‘The market is alive: It grows slowly, but continues to work’

“The task before us was to develop a venture capital market, which previously did not exist in the country.” Photo: Igor Agamirzyan, the CEO and chairman of the board of the Russian Venture Company (RVC).

“The task before us was to develop a venture capital market, which previously did not exist in the country.” Photo: Igor Agamirzyan, the CEO and chairman of the board of the Russian Venture Company (RVC).

Kommersant
In an interview with RBTH, Igor Agamirzyan, the CEO and chairman of the board of the Russian Venture Company (RVC), an institution created specifically to develop the country’s venture capital, spoke about the role that Russia can play in the technological developments of the future.

RBTH: Some experts, including the founder of the venture capital firm Almaz Capital Partners, Alexander Galitsky, say that the next revolution will be in the food sector. What part could Russia play there?

I.A.: I do not think that this revolution will be linked to agricultural land – it is primarily about the industrial production of synthetic foods. Today we are able to make [synthetic] milk that is indistinguishable in taste from natural milk, but it is still more expensive to produce. With increasing mass production due to economies of scale, it will be cheaper. Synthetic meat is already at the level of commercialization: numerous startups are engaged in its production and 3-D printed steaks are becoming increasingly popular. When these technologies begin production, they will drastically reduce the need for cattle. The advent of new technologies will change the labor market dramatically, and traditional agriculture will remain as a boutique product for the most affluent buyers. In as little as 40 years from now, mass-produced food will be synthetic. Russia also may become a producer of expensive organic products, since this country's agricultural sector is one of the world's strongest.

RBTH: Apart from agriculture, what other areas in Russia may be of interest to foreign investors?

I.A.: Currently there is a lot of talk about the chemical industry, but this is just a redistribution of previously expressed ideas. We have not yet made any breakthrough discoveries in this field. Today, a significant proportion of non-oil exports from Russia are made up of different kinds of engineering, for example, in software or nuclear technology. As I see it, the first place in high-tech exports from Russia is occupied by arms, the second in software and the third by nuclear technology. These are three areas where Russia not only has potential, but remains one of the world leaders.
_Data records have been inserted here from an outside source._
mod common;

use std::collections::HashSet;

use jewelry_store_api::{
    dto::catalog::{
        CategoryRequest, CreateGemstoneRequest, CreateProductRequest, GemstoneInput,
        InventoryAdjustRequest, ReplaceImagesRequest,
    },
    entity::{categories, product_images},
    error::AppError,
    models::{ProductStatus, Role},
    routes::params::PreviewQuery,
    services::{category_service, gemstone_service, image_service, product_service},
};
use sea_orm::{ActiveModelTrait, Set};
use uuid::Uuid;

#[tokio::test]
async fn created_product_reads_back_as_sent() -> anyhow::Result<()> {
    let Some(database_url) = common::database_url() else {
        return Ok(());
    };
    let (state, _) = common::setup_state(&database_url).await?;
    let manager = common::create_user(&state, Role::Manager).await?;
    let customer = common::create_user(&state, Role::Customer).await?;
    let category = common::create_category(&state).await?;

    let payload = || CreateProductRequest {
        name: "Emerald Ring".into(),
        material: Some("Platinum".into()),
        description: Some("Cushion cut".into()),
        price: 18_000_000,
        quantity: Some(4),
        category_id: category,
        images: vec![
            "https://cdn.example.com/a.jpg".into(),
            "https://cdn.example.com/b.jpg".into(),
        ],
        gemstones: vec![GemstoneInput {
            name: "Emerald".into(),
            weight: 1.25,
            size: Some("7x5mm".into()),
            color: Some("green".into()),
        }],
    };

    assert!(matches!(
        product_service::create_product(&state, &customer, payload()).await,
        Err(AppError::Forbidden)
    ));

    let created = product_service::create_product(&state, &manager, payload())
        .await?
        .data
        .unwrap();
    assert_eq!(created.product.name, "Emerald Ring");
    assert_eq!(created.product.material.as_deref(), Some("Platinum"));
    assert_eq!(created.product.price, 18_000_000);
    assert_eq!(created.product.quantity, 4);
    assert_eq!(created.product.status, ProductStatus::Active);
    assert_eq!(created.category.id, category);
    let urls: Vec<_> = created.images.iter().map(|i| (i.image_order, i.url.as_str())).collect();
    assert_eq!(
        urls,
        vec![
            (1, "https://cdn.example.com/a.jpg"),
            (2, "https://cdn.example.com/b.jpg")
        ]
    );
    assert_eq!(created.gemstones.len(), 1);
    assert_eq!(created.gemstones[0].weight, 1.25);

    let fetched = product_service::get_product(&state, created.product.id)
        .await?
        .data
        .unwrap();
    assert_eq!(fetched.product.id, created.product.id);
    assert_eq!(fetched.product.price, created.product.price);
    assert_eq!(fetched.images, created.images);
    assert_eq!(fetched.gemstones, created.gemstones);
    Ok(())
}

#[tokio::test]
async fn invalid_gemstone_weight_changes_nothing() -> anyhow::Result<()> {
    let Some(database_url) = common::database_url() else {
        return Ok(());
    };
    let (state, _) = common::setup_state(&database_url).await?;
    let manager = common::create_user(&state, Role::Manager).await?;
    let category = common::create_category(&state).await?;
    let product_id = common::create_product(&state, &manager, category, 1_000, 1).await?;

    for weight in [0.0, -0.5] {
        let result = gemstone_service::create_gemstone(
            &state,
            &manager,
            CreateGemstoneRequest {
                product_id,
                gemstone: GemstoneInput {
                    name: "Opal".into(),
                    weight,
                    size: None,
                    color: None,
                },
            },
        )
        .await;
        assert!(matches!(result, Err(AppError::BadRequest(_))));
    }

    let listed = gemstone_service::list_gemstones(&state, product_id)
        .await?
        .data
        .unwrap();
    assert!(listed.items.is_empty());

    let good = gemstone_service::create_gemstone(
        &state,
        &manager,
        CreateGemstoneRequest {
            product_id,
            gemstone: GemstoneInput {
                name: "Opal".into(),
                weight: 2.0,
                size: None,
                color: None,
            },
        },
    )
    .await?
    .data
    .unwrap();

    let bad_update = gemstone_service::update_gemstone(
        &state,
        &manager,
        good.id,
        GemstoneInput {
            name: "Opal".into(),
            weight: -1.0,
            size: None,
            color: None,
        },
    )
    .await;
    assert!(matches!(bad_update, Err(AppError::BadRequest(_))));

    let listed = gemstone_service::list_gemstones(&state, product_id)
        .await?
        .data
        .unwrap();
    assert_eq!(listed.items, vec![good]);
    Ok(())
}

#[tokio::test]
async fn preview_windows_have_no_gaps_or_overlap() -> anyhow::Result<()> {
    let Some(database_url) = common::database_url() else {
        return Ok(());
    };
    let (state, _) = common::setup_state(&database_url).await?;
    let manager = common::create_user(&state, Role::Manager).await?;
    let category = common::create_category(&state).await?;
    for price in 1..=5 {
        common::create_product(&state, &manager, category, price * 1_000, 1).await?;
    }

    let window = |skip, take| PreviewQuery {
        skip: Some(skip),
        take: Some(take),
        category_id: Some(category),
    };

    let all = product_service::list_product_previews(&state, window(0, 5))
        .await?
        .data
        .unwrap()
        .items;
    assert_eq!(all.len(), 5);

    let mut paged = Vec::new();
    for skip in [0, 2, 4] {
        let resp = product_service::list_product_previews(&state, window(skip, 2)).await?;
        assert_eq!(resp.meta.as_ref().and_then(|m| m.total), Some(5));
        paged.extend(resp.data.unwrap().items);
    }

    let ids: Vec<_> = paged.iter().map(|p| p.id).collect();
    let expected: Vec<_> = all.iter().map(|p| p.id).collect();
    assert_eq!(ids, expected);
    assert_eq!(ids.iter().collect::<HashSet<_>>().len(), 5);
    Ok(())
}

#[tokio::test]
async fn images_and_inventory_are_managed_in_place() -> anyhow::Result<()> {
    let Some(database_url) = common::database_url() else {
        return Ok(());
    };
    let (state, _) = common::setup_state(&database_url).await?;
    let manager = common::create_user(&state, Role::Manager).await?;
    let category = common::create_category(&state).await?;
    let product_id = common::create_product(&state, &manager, category, 5_000, 2).await?;

    let replaced = image_service::replace_images(
        &state,
        &manager,
        product_id,
        ReplaceImagesRequest {
            urls: vec!["front.jpg".into(), "side.jpg".into(), "back.jpg".into()],
        },
    )
    .await?
    .data
    .unwrap();
    assert_eq!(replaced.items.len(), 3);

    image_service::delete_image(&state, &manager, product_id, 2).await?;
    let remaining: Vec<_> = image_service::list_images(&state, product_id)
        .await?
        .data
        .unwrap()
        .items
        .into_iter()
        .map(|i| i.url)
        .collect();
    assert_eq!(remaining, vec!["front.jpg".to_string(), "back.jpg".to_string()]);

    let lowered = product_service::adjust_inventory(
        &state,
        &manager,
        product_id,
        InventoryAdjustRequest { delta: -3 },
    )
    .await;
    assert!(matches!(lowered, Err(AppError::BadRequest(_))));
    assert_eq!(common::stock_of(&state, product_id).await?, 2);

    product_service::adjust_inventory(
        &state,
        &manager,
        product_id,
        InventoryAdjustRequest { delta: 5 },
    )
    .await?;
    assert_eq!(common::stock_of(&state, product_id).await?, 7);
    Ok(())
}

#[tokio::test]
async fn failed_image_replace_keeps_the_old_set() -> anyhow::Result<()> {
    let Some(database_url) = common::database_url() else {
        return Ok(());
    };
    let (state, _) = common::setup_state(&database_url).await?;
    let manager = common::create_user(&state, Role::Manager).await?;
    let category = common::create_category(&state).await?;
    let product_id = common::create_product(&state, &manager, category, 2_000, 1).await?;

    let replace = |urls: &[&str]| ReplaceImagesRequest {
        urls: urls.iter().map(|u| u.to_string()).collect(),
    };
    let original = image_service::replace_images(
        &state,
        &manager,
        product_id,
        replace(&["https://cdn.example.com/1.jpg", "https://cdn.example.com/2.jpg"]),
    )
    .await?
    .data
    .unwrap();

    let blank = image_service::replace_images(
        &state,
        &manager,
        product_id,
        replace(&["https://cdn.example.com/3.jpg", "   "]),
    )
    .await;
    assert!(matches!(blank, Err(AppError::BadRequest(_))));

    // The second insert is refused by the database after the old rows were deleted.
    let refused = image_service::replace_images(
        &state,
        &manager,
        product_id,
        replace(&["https://cdn.example.com/4.jpg", "https://cdn.example.com/\0.jpg"]),
    )
    .await;
    assert!(refused.is_err());

    let listed = image_service::list_images(&state, product_id)
        .await?
        .data
        .unwrap();
    assert_eq!(listed.items, original.items);
    Ok(())
}

#[tokio::test]
async fn referenced_category_cannot_be_deleted() -> anyhow::Result<()> {
    let Some(database_url) = common::database_url() else {
        return Ok(());
    };
    let (state, _) = common::setup_state(&database_url).await?;
    let manager = common::create_user(&state, Role::Manager).await?;
    let employee = common::create_user(&state, Role::Employee).await?;
    let used = common::create_category(&state).await?;
    common::create_product(&state, &manager, used, 5_000, 1).await?;

    assert!(matches!(
        category_service::delete_category(&state, &employee, used).await,
        Err(AppError::Forbidden)
    ));
    assert!(matches!(
        category_service::delete_category(&state, &manager, used).await,
        Err(AppError::BadRequest(_))
    ));

    let spare = category_service::create_category(
        &state,
        &manager,
        CategoryRequest {
            name: common::unique("spare"),
        },
    )
    .await?
    .data
    .unwrap();
    category_service::delete_category(&state, &manager, spare.id).await?;
    assert!(matches!(
        category_service::delete_category(&state, &manager, spare.id).await,
        Err(AppError::NotFound)
    ));
    Ok(())
}

#[tokio::test]
async fn constraint_violations_map_to_client_errors() -> anyhow::Result<()> {
    let Some(database_url) = common::database_url() else {
        return Ok(());
    };
    let (state, _) = common::setup_state(&database_url).await?;
    let name = common::unique("twin");

    // Writes that slip past the service checks, as a concurrent request would.
    categories::ActiveModel {
        id: Set(Uuid::new_v4()),
        name: Set(name.clone()),
    }
    .insert(&state.orm)
    .await?;
    let twin = categories::ActiveModel {
        id: Set(Uuid::new_v4()),
        name: Set(name),
    }
    .insert(&state.orm)
    .await
    .map_err(AppError::from);
    assert!(matches!(twin, Err(AppError::Conflict(_))), "got {twin:?}");

    let orphan = product_images::ActiveModel {
        product_id: Set(Uuid::new_v4()),
        image_order: Set(1),
        url: Set("https://cdn.example.com/orphan.jpg".into()),
    }
    .insert(&state.orm)
    .await
    .map_err(AppError::from);
    assert!(matches!(orphan, Err(AppError::BadRequest(_))), "got {orphan:?}");
    Ok(())
}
RBTH: How significant were Western sanctions for Russian technological development?

I.A.: I think this effect has been insignificant in the field of technology. If there is some [effect], it is in the field of military development. The sanctions first and foremost affected the field of finance. Foreign funds have become wary of Russian projects: political risks cost money and as a result, the value of Russian companies fell sharply. On the other hand, the venture market in Russia was overheated for a long time and now its value is much closer to reality. Some foreign funds quit the Russian market, while others, more likely, did not come, even though they had earlier planned to enter Russia.

The Russian Venture Company, for its part, is aiming to close market gaps. When the market was overheating, we acted conservatively, and when it began to fall, we stepped up our work. In 2015, almost half of the venture capital funds in the country were created with the participation of RVC.

RBTH: The Russian Venture Company was conceived as a development institution. Were you able to turn it into such a platform?

I.A.: The task before us was to develop a venture capital market, which previously did not exist in the country. There were only a few examples of investment by Western foundations. But as a result of the whole assortment of actions taken by us, Russia ranked first in Europe in terms of venture capital market growth. From 2010-2012, we had a tenfold increase in the venture capital market, and in 2013 we took second place in Europe after the UK in terms of market volume. In 2013 the market was at its peak, but then it fell. At the same time, the number of companies that decided to withdraw from Russian startups increased. But the market is alive. It grows slowly, but continues to work. There is always more money than ideas and teams in the venture investment market. In Russia, this proportion was well above average for several years. In the world, the available capital is 3-4 times higher than the usual annual volume of investment, but in Russia, this factor was equal to seven. Now that the money supply has decreased we are closer to the standards of a developed market.

RBTH: To what extent did the economic crisis became an appropriate time to create breakthrough ideas in Russia?

I.A.: I have mixed feelings because, on the one hand, the conversation about the important and key points of the country's development is much more candid. On the other hand, there are practically no new ideas. We are going in circles in a sense, formulating unrealized ideas. One of the few ideas that emerged recently, which was voiced at the Krasnoyarsk Economic Forum in February, is the growing role of informal communities. In the current structure of the economy, such communities are playing an increasingly important role and our government must learn to work with them.